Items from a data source

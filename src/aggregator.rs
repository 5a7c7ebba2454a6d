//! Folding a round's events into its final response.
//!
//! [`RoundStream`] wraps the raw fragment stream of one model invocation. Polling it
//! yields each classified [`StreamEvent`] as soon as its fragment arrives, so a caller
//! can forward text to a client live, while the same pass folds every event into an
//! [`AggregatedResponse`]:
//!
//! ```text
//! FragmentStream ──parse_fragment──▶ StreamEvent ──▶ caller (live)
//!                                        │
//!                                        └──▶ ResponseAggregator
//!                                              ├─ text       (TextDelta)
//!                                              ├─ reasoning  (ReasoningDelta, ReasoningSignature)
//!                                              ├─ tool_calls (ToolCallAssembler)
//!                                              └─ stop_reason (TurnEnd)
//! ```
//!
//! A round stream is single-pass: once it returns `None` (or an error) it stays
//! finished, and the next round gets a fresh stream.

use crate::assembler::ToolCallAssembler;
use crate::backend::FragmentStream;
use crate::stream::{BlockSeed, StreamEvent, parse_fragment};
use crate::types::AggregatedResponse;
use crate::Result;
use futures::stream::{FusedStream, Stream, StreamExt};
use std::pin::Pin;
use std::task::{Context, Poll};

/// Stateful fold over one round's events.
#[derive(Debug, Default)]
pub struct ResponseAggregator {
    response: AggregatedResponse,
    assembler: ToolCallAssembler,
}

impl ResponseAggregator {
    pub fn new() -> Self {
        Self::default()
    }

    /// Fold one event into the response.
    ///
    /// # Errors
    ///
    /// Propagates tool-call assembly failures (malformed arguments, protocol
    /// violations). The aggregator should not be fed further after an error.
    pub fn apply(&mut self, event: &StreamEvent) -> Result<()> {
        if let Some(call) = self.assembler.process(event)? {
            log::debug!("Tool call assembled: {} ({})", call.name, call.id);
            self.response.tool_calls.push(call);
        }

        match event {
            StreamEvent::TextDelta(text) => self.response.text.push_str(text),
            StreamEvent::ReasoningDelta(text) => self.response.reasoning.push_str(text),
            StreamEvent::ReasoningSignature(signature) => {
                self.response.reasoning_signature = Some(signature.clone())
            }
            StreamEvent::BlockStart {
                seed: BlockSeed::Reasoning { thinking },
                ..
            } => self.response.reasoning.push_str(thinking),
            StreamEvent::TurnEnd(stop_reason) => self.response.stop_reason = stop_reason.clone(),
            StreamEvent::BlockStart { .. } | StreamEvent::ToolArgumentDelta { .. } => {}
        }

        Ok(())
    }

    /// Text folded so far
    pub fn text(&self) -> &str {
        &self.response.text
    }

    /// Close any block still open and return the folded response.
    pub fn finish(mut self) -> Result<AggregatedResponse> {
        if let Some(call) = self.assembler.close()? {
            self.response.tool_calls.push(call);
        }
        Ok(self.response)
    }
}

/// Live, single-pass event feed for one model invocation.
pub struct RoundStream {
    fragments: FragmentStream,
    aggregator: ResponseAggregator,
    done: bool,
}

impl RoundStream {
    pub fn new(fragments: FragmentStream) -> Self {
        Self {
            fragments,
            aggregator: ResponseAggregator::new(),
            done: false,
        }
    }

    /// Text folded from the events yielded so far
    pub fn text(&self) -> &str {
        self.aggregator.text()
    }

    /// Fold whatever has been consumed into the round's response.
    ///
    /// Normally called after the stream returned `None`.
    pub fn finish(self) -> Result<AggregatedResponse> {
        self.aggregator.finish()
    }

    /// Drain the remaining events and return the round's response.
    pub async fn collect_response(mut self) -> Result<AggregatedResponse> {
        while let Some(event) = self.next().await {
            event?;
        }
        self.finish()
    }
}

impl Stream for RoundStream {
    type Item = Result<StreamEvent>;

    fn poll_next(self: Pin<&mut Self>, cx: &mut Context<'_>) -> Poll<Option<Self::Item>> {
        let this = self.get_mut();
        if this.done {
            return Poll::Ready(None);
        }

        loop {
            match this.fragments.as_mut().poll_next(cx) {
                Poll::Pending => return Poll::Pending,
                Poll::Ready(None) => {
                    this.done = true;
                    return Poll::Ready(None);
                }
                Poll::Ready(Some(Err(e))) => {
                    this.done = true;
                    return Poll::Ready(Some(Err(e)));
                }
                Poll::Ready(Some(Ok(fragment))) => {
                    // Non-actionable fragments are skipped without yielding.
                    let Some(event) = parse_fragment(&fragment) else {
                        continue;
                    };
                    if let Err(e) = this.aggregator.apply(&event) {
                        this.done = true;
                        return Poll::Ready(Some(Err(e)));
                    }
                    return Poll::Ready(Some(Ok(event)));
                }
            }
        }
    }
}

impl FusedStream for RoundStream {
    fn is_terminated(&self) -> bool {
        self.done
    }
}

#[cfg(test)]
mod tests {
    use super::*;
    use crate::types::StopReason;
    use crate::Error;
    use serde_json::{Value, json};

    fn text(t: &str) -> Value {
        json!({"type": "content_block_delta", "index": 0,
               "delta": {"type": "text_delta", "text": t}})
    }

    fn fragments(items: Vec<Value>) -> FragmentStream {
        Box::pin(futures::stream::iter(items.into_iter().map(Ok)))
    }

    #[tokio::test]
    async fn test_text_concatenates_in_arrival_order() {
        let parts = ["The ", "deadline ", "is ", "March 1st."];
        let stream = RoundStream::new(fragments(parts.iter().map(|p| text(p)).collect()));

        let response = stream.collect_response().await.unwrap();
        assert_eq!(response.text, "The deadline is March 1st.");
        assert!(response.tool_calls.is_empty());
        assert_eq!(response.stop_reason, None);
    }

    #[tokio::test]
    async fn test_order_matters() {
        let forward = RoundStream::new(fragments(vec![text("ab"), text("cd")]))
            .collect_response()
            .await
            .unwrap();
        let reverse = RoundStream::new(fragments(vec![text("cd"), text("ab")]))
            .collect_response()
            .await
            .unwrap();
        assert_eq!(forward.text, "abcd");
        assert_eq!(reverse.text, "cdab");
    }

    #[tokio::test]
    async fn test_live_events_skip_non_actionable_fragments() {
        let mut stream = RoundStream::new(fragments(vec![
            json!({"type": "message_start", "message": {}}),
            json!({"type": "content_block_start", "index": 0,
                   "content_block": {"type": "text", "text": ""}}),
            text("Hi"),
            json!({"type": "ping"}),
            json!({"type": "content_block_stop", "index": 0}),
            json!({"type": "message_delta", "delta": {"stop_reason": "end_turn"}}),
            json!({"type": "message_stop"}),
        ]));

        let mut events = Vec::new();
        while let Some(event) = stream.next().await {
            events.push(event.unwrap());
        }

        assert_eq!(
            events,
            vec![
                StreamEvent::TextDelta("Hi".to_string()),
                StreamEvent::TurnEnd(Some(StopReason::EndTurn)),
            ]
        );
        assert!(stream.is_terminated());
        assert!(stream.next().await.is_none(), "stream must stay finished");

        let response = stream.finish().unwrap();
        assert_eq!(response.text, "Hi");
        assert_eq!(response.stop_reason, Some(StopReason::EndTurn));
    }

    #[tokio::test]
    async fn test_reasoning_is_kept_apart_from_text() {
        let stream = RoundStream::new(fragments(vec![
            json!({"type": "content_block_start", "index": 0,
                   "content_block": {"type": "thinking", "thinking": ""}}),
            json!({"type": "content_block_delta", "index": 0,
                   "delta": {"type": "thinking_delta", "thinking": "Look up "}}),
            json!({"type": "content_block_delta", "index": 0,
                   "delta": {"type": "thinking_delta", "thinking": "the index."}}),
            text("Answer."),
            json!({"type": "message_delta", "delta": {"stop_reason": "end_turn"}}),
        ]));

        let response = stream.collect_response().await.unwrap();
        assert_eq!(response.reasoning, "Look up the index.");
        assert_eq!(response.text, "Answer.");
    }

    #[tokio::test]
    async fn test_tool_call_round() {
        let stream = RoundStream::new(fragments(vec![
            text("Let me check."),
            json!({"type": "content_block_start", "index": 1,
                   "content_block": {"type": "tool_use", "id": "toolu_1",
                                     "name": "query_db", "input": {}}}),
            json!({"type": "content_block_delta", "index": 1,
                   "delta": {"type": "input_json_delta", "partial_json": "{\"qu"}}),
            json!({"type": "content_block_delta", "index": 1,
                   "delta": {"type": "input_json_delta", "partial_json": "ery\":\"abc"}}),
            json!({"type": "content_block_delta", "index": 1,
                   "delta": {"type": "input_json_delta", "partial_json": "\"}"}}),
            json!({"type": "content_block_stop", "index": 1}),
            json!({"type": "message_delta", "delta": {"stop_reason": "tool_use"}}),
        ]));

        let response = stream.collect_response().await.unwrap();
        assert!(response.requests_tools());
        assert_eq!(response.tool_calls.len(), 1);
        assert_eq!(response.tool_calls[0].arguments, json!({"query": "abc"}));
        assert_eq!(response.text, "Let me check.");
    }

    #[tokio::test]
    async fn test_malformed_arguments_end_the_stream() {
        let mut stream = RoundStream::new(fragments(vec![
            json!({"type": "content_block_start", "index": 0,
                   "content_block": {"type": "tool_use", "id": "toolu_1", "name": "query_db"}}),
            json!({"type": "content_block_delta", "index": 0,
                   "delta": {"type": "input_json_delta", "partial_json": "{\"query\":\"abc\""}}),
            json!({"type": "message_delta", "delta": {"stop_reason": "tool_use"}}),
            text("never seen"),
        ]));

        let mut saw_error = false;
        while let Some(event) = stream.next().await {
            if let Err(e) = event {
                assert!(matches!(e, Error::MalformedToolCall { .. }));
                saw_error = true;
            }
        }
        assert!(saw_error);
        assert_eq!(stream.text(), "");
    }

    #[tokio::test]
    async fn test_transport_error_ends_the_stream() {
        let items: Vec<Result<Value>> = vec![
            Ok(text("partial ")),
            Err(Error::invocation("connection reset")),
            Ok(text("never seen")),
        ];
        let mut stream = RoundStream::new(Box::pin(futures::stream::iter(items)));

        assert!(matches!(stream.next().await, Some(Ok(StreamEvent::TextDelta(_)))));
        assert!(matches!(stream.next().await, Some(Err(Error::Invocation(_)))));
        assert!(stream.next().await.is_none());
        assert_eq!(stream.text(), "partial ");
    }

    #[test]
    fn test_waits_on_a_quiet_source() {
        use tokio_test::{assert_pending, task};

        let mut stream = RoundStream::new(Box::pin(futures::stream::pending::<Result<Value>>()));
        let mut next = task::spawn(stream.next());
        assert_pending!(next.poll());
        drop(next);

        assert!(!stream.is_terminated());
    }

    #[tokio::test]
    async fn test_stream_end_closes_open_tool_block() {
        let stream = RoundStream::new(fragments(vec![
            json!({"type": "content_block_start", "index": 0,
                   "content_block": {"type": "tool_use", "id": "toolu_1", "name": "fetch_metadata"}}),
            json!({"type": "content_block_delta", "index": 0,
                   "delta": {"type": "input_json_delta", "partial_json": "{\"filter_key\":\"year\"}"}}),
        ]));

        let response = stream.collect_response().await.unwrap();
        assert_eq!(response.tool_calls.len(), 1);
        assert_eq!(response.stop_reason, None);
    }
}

**What this task involves**
All lines in the data above from the one with "async fn test_order_matters()" through the one with "let response = stream.finish().unwrap();" must be repeated exactly, and no others.

**Output for this task**
    async fn test_order_matters() {
        let forward = RoundStream::new(fragments(vec![text("ab"), text("cd")]))
            .collect_response()
            .await
            .unwrap();
        let reverse = RoundStream::new(fragments(vec![text("cd"), text("ab")]))
            .collect_response()
            .await
            .unwrap();
        assert_eq!(forward.text, "abcd");
        assert_eq!(reverse.text, "cdab");
    }

    #[tokio::test]
    async fn test_live_events_skip_non_actionable_fragments() {
        let mut stream = RoundStream::new(fragments(vec![
            json!({"type": "message_start", "message": {}}),
            json!({"type": "content_block_start", "index": 0,
                   "content_block": {"type": "text", "text": ""}}),
            text("Hi"),
            json!({"type": "ping"}),
            json!({"type": "content_block_stop", "index": 0}),
            json!({"type": "message_delta", "delta": {"stop_reason": "end_turn"}}),
            json!({"type": "message_stop"}),
        ]));

        let mut events = Vec::new();
        while let Some(event) = stream.next().await {
            events.push(event.unwrap());
        }

        assert_eq!(
            events,
            vec![
                StreamEvent::TextDelta("Hi".to_string()),
                StreamEvent::TurnEnd(Some(StopReason::EndTurn)),
            ]
        );
        assert!(stream.is_terminated());
        assert!(stream.next().await.is_none(), "stream must stay finished");

        let response = stream.finish().unwrap();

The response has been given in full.